Answer: Madama Butterfly
January 22, 2019
“A joyous outpouring” is how one writer described the opening of a magnificent and stirring sacred choral work by Johann Sebastian Bach. It’s a piece on a titanic scale, and this morning we played just the work’s first six-and-a-half minutes. What is the title of this piece by Bach -- one of his final compositions
Answer: Mass in B Minor
January 21, 2019
“Harmonious Blacksmith” is the popular name for the last movement of a keyboard suite by Handel. The nickname didn’t come from the composer himself, but it certainly stuck. It even shows up in the novel “Great Expectations” by Charles Dickens. In it, Herbert Pocket gives Pip the nickname ‘Handel’ because “We are so harmonious – and you have been a blacksmith.” Which pianist played Handel’s “Harmonious Blacksmith” on the Morning Program today?
Answer: Alicia de Larrocha
January 18, 2019
Semper fidelis, the Latin phrase that means “always faithful,” is the motto of the United States Marine Corps. This morning, we played a march written by a leader of the Marine Band one night in 1888 after hearing his comrades sing the famous Marines’ Hymn in Quantico. Who is the composer of Semper Fi, as it’s often called?
Answer: John Philip Sousa
January 17, 2019
German composer Paul Hindemith wrote a work for orchestra based on music by an early 19th century German composer who is considered to be the father of German Romantic opera, and whose music greatly influenced other composers including Wagner, Mendelssohn, and Berlioz.
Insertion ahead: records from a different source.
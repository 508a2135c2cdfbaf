//! Local filesystem registry
//!
//! Layout under the registry base directory:
//!
//! ```text
//! <base>/<plugin>/index.toml
//! <base>/<plugin>/<plugin>-<version>.tar.gz
//! ```
//!
//! Artifacts may also be plain directories, which is handy for registries
//! checked out of version control.

use anyhow::{Context, Result};
use std::fs;
use std::path::{Path, PathBuf};

use crate::install::resolver::ResolvedPackage;

use super::{best_match, join_artifact_path, parse_index, RegistryClient, INDEX_FILE_NAME};

pub struct FileRegistry {
    base: PathBuf,
}

impl FileRegistry {
    pub fn new(base: PathBuf) -> Self {
        FileRegistry { base }
    }

    fn plugin_dir(&self, name: &str) -> PathBuf {
        self.base.join(name)
    }
}

impl RegistryClient for FileRegistry {
    fn resolve_package(
        &self,
        name: &str,
        version_spec: Option<&str>,
    ) -> Result<Option<ResolvedPackage>> {
        let index_path = self.plugin_dir(name).join(INDEX_FILE_NAME);
        if !index_path.is_file() {
            tracing::debug!(name, registry = %self.base.display(), "no registry index");
            return Ok(None);
        }

        let content = fs::read_to_string(&index_path)
            .with_context(|| format!("read {}", index_path.display()))?;
        let index = parse_index(&content)
            .with_context(|| format!("parse {}", index_path.display()))?;

        let Some(entry) = best_match(&index.versions, version_spec) else {
            return Ok(None);
        };

        let artifact_path = join_artifact_path(&self.plugin_dir(name), &entry.artifact);
        if !artifact_path.exists() {
            anyhow::bail!(
                "registry index for '{name}' names a missing artifact: {}",
                artifact_path.display()
            );
        }

        Ok(Some(ResolvedPackage {
            name: name.to_string(),
            version: entry.version.clone(),
            locator: artifact_path.to_string_lossy().to_string(),
            integrity: None,
            local_path: Some(artifact_path),
        }))
    }
}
Who is he?
Answer: Carl Maria von Weber
January 16, 2019
On his Almanac this morning, Carl Grapentine featured a mezzo-soprano from Bradford, Pennsylvania who has been closely associated with works of Rossini and Handel. She sang an aria from “Rinaldo”, the first Handel opera to appear at the Metropolitan Opera – a work the Met essentially mounted just for this singer. Who is this widely admired mezzo?
Answer: Marilyn Horne
January 15, 2019
“The Eccentricities of Love” is the title of a comic opera by an Italian composer who wrote more than sixty-five operas. Its creator, a contemporary of Mozart and Haydn, had a brilliantly successful international career, and died in Venice in 1801. Who is he?
Answer: Domenico Cimarosa
January 14, 2019
“Feria” is the name of the high-spirited and festive final movement of a work by Maurice Ravel that shows the influence of what Ravel heard growing up in the Basque region, on the border of France and Spain. What’s the title of this colorful piece that Ravel designed for an unusually large orchestra?